— Task description —
Work out the number of lines below containing the word "auditoria" and give nothing besides it.

------------------------------------------------------------------------

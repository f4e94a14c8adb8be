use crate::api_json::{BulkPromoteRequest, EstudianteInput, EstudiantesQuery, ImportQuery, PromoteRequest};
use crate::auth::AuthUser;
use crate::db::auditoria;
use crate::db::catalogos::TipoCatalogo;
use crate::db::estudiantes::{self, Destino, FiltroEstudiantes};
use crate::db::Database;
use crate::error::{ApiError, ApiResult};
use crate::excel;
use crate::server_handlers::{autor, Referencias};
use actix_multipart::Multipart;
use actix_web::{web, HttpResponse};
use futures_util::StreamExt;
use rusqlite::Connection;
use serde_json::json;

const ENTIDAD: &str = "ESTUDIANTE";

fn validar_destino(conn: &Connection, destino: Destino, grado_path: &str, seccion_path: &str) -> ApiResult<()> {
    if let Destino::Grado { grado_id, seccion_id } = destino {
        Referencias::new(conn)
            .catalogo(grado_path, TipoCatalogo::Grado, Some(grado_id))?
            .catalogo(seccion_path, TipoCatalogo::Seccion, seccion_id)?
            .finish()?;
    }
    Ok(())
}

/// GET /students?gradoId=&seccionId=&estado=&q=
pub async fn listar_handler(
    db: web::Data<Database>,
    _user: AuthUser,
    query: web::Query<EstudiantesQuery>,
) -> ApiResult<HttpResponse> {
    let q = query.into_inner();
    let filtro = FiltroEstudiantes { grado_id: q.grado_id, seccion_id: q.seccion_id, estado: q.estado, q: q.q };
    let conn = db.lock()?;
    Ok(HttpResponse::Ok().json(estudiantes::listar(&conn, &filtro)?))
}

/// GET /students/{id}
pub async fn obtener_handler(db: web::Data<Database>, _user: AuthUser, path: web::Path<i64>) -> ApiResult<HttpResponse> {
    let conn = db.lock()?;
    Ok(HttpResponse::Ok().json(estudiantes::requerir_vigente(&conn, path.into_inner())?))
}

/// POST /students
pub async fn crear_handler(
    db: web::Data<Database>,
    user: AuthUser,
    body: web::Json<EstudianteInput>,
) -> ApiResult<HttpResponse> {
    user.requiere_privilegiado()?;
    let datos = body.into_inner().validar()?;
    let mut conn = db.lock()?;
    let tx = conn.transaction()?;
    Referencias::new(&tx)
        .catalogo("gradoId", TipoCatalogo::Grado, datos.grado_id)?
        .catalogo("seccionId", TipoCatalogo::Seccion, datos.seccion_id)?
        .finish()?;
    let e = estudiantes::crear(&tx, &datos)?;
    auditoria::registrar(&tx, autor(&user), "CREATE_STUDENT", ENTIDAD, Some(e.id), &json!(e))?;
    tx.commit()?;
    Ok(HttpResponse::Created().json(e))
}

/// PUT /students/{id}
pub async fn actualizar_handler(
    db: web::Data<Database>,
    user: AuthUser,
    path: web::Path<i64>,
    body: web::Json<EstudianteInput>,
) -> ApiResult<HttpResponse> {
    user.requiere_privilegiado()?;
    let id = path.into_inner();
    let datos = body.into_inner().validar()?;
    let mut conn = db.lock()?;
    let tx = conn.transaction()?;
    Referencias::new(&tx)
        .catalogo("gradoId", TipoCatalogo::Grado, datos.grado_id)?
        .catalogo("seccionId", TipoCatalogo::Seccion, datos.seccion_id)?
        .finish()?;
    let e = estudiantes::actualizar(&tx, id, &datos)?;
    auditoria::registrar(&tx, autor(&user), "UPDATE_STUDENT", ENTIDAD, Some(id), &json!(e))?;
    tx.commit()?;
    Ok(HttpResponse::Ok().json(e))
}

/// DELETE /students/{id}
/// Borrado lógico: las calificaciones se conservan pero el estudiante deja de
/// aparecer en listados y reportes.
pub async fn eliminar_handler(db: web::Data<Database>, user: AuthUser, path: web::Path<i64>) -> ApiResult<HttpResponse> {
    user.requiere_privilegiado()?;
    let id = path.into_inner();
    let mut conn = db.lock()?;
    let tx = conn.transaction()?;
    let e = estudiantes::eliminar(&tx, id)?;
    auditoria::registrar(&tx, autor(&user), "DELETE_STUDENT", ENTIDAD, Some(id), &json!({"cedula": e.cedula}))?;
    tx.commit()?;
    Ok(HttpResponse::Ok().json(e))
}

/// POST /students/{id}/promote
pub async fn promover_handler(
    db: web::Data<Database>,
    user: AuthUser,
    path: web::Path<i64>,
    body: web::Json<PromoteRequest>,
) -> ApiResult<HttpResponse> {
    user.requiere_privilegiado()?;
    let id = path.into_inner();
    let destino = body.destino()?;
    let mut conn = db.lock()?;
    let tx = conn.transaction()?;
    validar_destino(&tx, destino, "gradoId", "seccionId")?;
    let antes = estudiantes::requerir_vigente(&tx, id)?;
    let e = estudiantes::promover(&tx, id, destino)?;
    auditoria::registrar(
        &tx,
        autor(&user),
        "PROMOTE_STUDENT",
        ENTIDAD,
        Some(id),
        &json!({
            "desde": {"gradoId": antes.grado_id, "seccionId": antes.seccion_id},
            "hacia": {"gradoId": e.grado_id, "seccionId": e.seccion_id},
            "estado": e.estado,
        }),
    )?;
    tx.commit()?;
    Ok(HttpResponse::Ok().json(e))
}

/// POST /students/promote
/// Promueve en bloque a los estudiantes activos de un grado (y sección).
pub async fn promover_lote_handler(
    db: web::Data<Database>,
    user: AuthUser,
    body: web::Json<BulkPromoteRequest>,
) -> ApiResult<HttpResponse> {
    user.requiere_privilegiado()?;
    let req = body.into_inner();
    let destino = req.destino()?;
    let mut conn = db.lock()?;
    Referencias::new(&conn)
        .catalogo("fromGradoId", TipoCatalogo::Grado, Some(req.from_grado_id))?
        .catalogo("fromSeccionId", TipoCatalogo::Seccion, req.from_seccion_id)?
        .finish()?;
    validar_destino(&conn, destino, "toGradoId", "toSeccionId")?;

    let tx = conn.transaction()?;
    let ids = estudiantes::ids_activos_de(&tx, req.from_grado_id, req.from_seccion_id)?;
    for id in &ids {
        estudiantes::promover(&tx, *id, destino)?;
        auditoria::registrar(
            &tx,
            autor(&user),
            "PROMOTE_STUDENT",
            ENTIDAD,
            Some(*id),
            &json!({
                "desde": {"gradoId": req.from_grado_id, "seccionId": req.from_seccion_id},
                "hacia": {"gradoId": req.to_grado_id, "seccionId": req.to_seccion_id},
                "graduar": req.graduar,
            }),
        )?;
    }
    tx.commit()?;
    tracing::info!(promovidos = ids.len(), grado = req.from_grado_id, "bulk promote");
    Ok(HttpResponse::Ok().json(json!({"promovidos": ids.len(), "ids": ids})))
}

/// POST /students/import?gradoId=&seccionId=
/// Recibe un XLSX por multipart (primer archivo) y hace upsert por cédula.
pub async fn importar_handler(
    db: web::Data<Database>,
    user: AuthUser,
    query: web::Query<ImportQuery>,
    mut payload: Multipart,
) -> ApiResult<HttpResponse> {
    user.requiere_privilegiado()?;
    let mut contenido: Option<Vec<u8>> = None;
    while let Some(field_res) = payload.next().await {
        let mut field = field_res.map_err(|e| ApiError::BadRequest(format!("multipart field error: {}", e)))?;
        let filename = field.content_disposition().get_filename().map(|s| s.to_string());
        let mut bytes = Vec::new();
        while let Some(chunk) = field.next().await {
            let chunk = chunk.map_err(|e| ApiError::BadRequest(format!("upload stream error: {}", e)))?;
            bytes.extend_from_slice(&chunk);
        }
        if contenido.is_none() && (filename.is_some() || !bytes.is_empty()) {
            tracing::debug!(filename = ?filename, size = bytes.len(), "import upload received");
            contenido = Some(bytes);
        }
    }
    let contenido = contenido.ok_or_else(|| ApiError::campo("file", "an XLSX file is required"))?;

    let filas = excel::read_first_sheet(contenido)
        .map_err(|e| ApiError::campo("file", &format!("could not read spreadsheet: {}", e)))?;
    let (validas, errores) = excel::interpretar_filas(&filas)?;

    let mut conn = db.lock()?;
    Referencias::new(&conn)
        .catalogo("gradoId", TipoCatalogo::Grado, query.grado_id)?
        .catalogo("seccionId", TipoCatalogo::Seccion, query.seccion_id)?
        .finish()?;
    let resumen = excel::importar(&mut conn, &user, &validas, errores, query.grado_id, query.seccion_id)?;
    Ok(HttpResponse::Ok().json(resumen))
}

------------------------------------------------------------------------

— Written solution —
6